Compute how many lines in the entries below contain "located", and output nothing but the number.

▸ **Stored data**
|---|

//! Configuration for slngen
//!
//! A run is described by one TOML file (`slngen.toml` by default) that names
//! the source tree, where to look for descriptors and third-party binaries,
//! the resolution policy, and named groups of root projects.
//!
//! ```toml
//! root = "."
//! source-folders = ["src"]
//! third-party-folders = ["packages"]
//! append-to-solution = "# Generated by slngen"
//!
//! [policy]
//! when-contains-project-references = "fail"
//! assembly-key-file = "keys/acme.snk"
//!
//! [[groups]]
//! name = "web"
//! projects = ["Acme.Web", "tools/Acme.Migrate/Acme.Migrate.csproj"]
//!
//! [[groups]]
//! name = "everything"
//! groups = ["web", "services"]
//! ```
//!
//! Loading happens in two steps. [`ToolkitConfig::load`] deserializes the file
//! as written; [`ToolkitConfig::resolve`] turns it into a [`ResolvedConfig`]
//! with absolute, existing folders and flattened groups. Every check that
//! can fail for a bad configuration happens in the second step, before any
//! descriptor is read.

pub mod groups;

use anyhow::{Context, Result};
use serde::{Deserialize, Serialize};
use std::path::{Path, PathBuf};
use tracing::{debug, info};

use crate::constants::DEFAULT_FRAMEWORK_PREFIXES;
use crate::policy::ResolutionPolicy;
use crate::scanner::{locate_file, locate_folder};
use crate::utils::fs::read_toml_file;
use crate::utils::path;

pub use groups::{GroupSet, ProjectGroup};

fn default_root() -> PathBuf {
    PathBuf::from(".")
}

fn default_framework_prefixes() -> Vec<String> {
    DEFAULT_FRAMEWORK_PREFIXES.iter().map(|p| (*p).to_string()).collect()
}

/// The configuration file as written.
#[derive(Debug, Clone, PartialEq, Eq, Serialize, Deserialize)]
#[serde(default, rename_all = "kebab-case")]
pub struct ToolkitConfig {
    /// Source root, relative to the configuration file's directory.
    pub root: PathBuf,

    /// Folders searched for descriptors. Empty means the root.
    #[serde(skip_serializing_if = "Vec::is_empty")]
    pub source_folders: Vec<PathBuf>,

    /// Folders whose `*.dll` files are third-party binaries.
    #[serde(skip_serializing_if = "Vec::is_empty")]
    pub third_party_folders: Vec<PathBuf>,

    /// Extra folders whose `*.dll` files are framework assemblies.
    #[serde(skip_serializing_if = "Vec::is_empty")]
    pub framework_folders: Vec<PathBuf>,

    /// Assembly-name prefixes of framework assemblies.
    pub framework_prefixes: Vec<String>,

    /// Line emitted after the fixed solution header.
    #[serde(skip_serializing_if = "Option::is_none")]
    pub append_to_solution: Option<String>,

    /// Default destination of `copy-third-parties`.
    #[serde(skip_serializing_if = "Option::is_none")]
    pub binaries_output: Option<PathBuf>,

    pub policy: ResolutionPolicy,

    #[serde(skip_serializing_if = "Vec::is_empty")]
    pub groups: Vec<ProjectGroup>,
}

impl Default for ToolkitConfig {
    fn default() -> Self {
        Self {
            root: default_root(),
            source_folders: Vec::new(),
            third_party_folders: Vec::new(),
            framework_folders: Vec::new(),
            framework_prefixes: default_framework_prefixes(),
            append_to_solution: None,
            binaries_output: None,
            policy: ResolutionPolicy::default(),
            groups: Vec::new(),
        }
    }
}

/// A configuration with every path made absolute and checked.
#[derive(Debug, Clone)]
pub struct ResolvedConfig {
    /// The configuration file itself.
    pub config_path: PathBuf,
    pub root: PathBuf,
    pub source_folders: Vec<PathBuf>,
    pub third_party_folders: Vec<PathBuf>,
    pub framework_folders: Vec<PathBuf>,
    pub framework_prefixes: Vec<String>,
    pub append_to_solution: Option<String>,
    /// Not required to exist yet.
    pub binaries_output: Option<PathBuf>,
    /// Policy with `required-project-files` and `assembly-key-file` absolute.
    pub policy: ResolutionPolicy,
    pub groups: GroupSet,
}

impl ResolvedConfig {
    /// Directory holding the configuration file.
    #[must_use]
    pub fn config_dir(&self) -> PathBuf {
        self.config_path.parent().map(Path::to_path_buf).unwrap_or_default()
    }
}

impl ToolkitConfig {
    /// Read and deserialize a configuration file.
    pub fn load(path: &Path) -> Result<Self> {
        read_toml_file(path)
            .with_context(|| format!("Failed to load configuration from {}", path.display()))
    }

    /// Parse configuration text.
    pub fn from_toml(content: &str) -> Result<Self> {
        toml::from_str(content).context("Failed to parse configuration")
    }

    /// Load `path` and resolve it in one step.
    pub fn load_resolved(path: &Path) -> Result<ResolvedConfig> {
        let config_path = path::absolutize(path)?;
        Self::load(&config_path)?.resolve(&config_path)
    }

    /// Make every path absolute against the source root and flatten groups.
    ///
    /// `config_path` is the file this configuration was read from; the root
    /// is relative to its directory.
    pub fn resolve(self, config_path: &Path) -> Result<ResolvedConfig> {
        let config_path = path::absolutize(config_path)?;
        let config_dir = config_path.parent().map(Path::to_path_buf).unwrap_or_default();

        let root = locate_folder(&path::from_msbuild(&self.root.to_string_lossy()), std::slice::from_ref(&config_dir))
            .context("Source root folder not found")?;
        let search_roots = [root.clone()];
        info!("Source root folder is: {}", root.display());

        let mut source_folders = locate_folders(&self.source_folders, &search_roots)?;
        if source_folders.is_empty() {
            source_folders.push(root.clone());
        }
        let third_party_folders = locate_folders(&self.third_party_folders, &search_roots)?;
        let framework_folders = locate_folders(&self.framework_folders, &search_roots)?;

        let mut policy = self.policy;
        policy.required_project_files = policy
            .required_project_files
            .iter()
            .map(|file| locate_file(&path::from_msbuild(&file.to_string_lossy()), &search_roots))
            .collect::<Result<Vec<_>>>()
            .context("Required project file not found")?;
        policy.assembly_key_file = policy
            .assembly_key_file
            .as_deref()
            .map(|file| locate_file(&path::from_msbuild(&file.to_string_lossy()), &search_roots))
            .transpose()
            .context("Assembly key file not found")?;

        let binaries_output = self
            .binaries_output
            .as_deref()
            .map(|folder| path::resolve(&root, &path::from_msbuild(&folder.to_string_lossy())));

        let groups = GroupSet::flatten(&self.groups)?;
        debug!(
            "Configuration has {} source folders, {} third-party folders, {} groups",
            source_folders.len(),
            third_party_folders.len(),
            groups.len()
        );

        Ok(ResolvedConfig {
            config_path,
            root,
            source_folders,
            third_party_folders,
            framework_folders,
            framework_prefixes: self.framework_prefixes,
            append_to_solution: self.append_to_solution,
            binaries_output,
            policy,
            groups,
        })
    }

    /// A commented sample configuration for `slngen init`.
    #[must_use]
    pub fn example() -> String {
        r##"# slngen configuration
#
# Paths are relative to `root`, which is relative to this file.
root = "."

# Folders searched for *.csproj descriptors (default: the root).
source-folders = ["src"]

# Folders holding third-party binaries. References to *.dll files found
# here are listed in the solution's .thirdparties sidecar.
third-party-folders = []

# Extra folders whose *.dll files are framework assemblies.
# framework-folders = ["tools/reference-assemblies"]

# References whose name starts with one of these are framework assemblies.
framework-prefixes = ["Microsoft."]

# Line added after the solution header.
# append-to-solution = "# Generated by slngen"

# Destination of `slngen copy-third-parties`.
# binaries-output = "bin"

# How loading and walking react to anomalies: "accept", "warn" or "fail".
[policy]
when-contains-file-references = "accept"
when-contains-project-references = "warn"
when-reference-not-resolved = "fail"
when-reference-resolved-in-different-location = "warn"
when-required-file-not-found = "warn"
when-key-file-not-found = "accept"
# required-project-files = ["src/Shared/AssemblyVersion.cs"]
# assembly-key-file = "keys/acme.snk"

# Root projects, by assembly name or descriptor path.
[[groups]]
name = "all"
projects = []

# Groups can include other groups.
# [[groups]]
# name = "everything"
# groups = ["all"]
"##
        .to_string()
    }
}

fn locate_folders(folders: &[PathBuf], search_roots: &[PathBuf]) -> Result<Vec<PathBuf>> {
    let mut located: Vec<PathBuf> = Vec::with_capacity(folders.len());
    for folder in folders {
        let folder = locate_folder(&path::from_msbuild(&folder.to_string_lossy()), search_roots)?;
        if !located.iter().any(|existing| path::path_key(existing) == path::path_key(&folder)) {
            located.push(folder);
        }
    }
    Ok(located)
}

|---|

▸ **Solution below**
4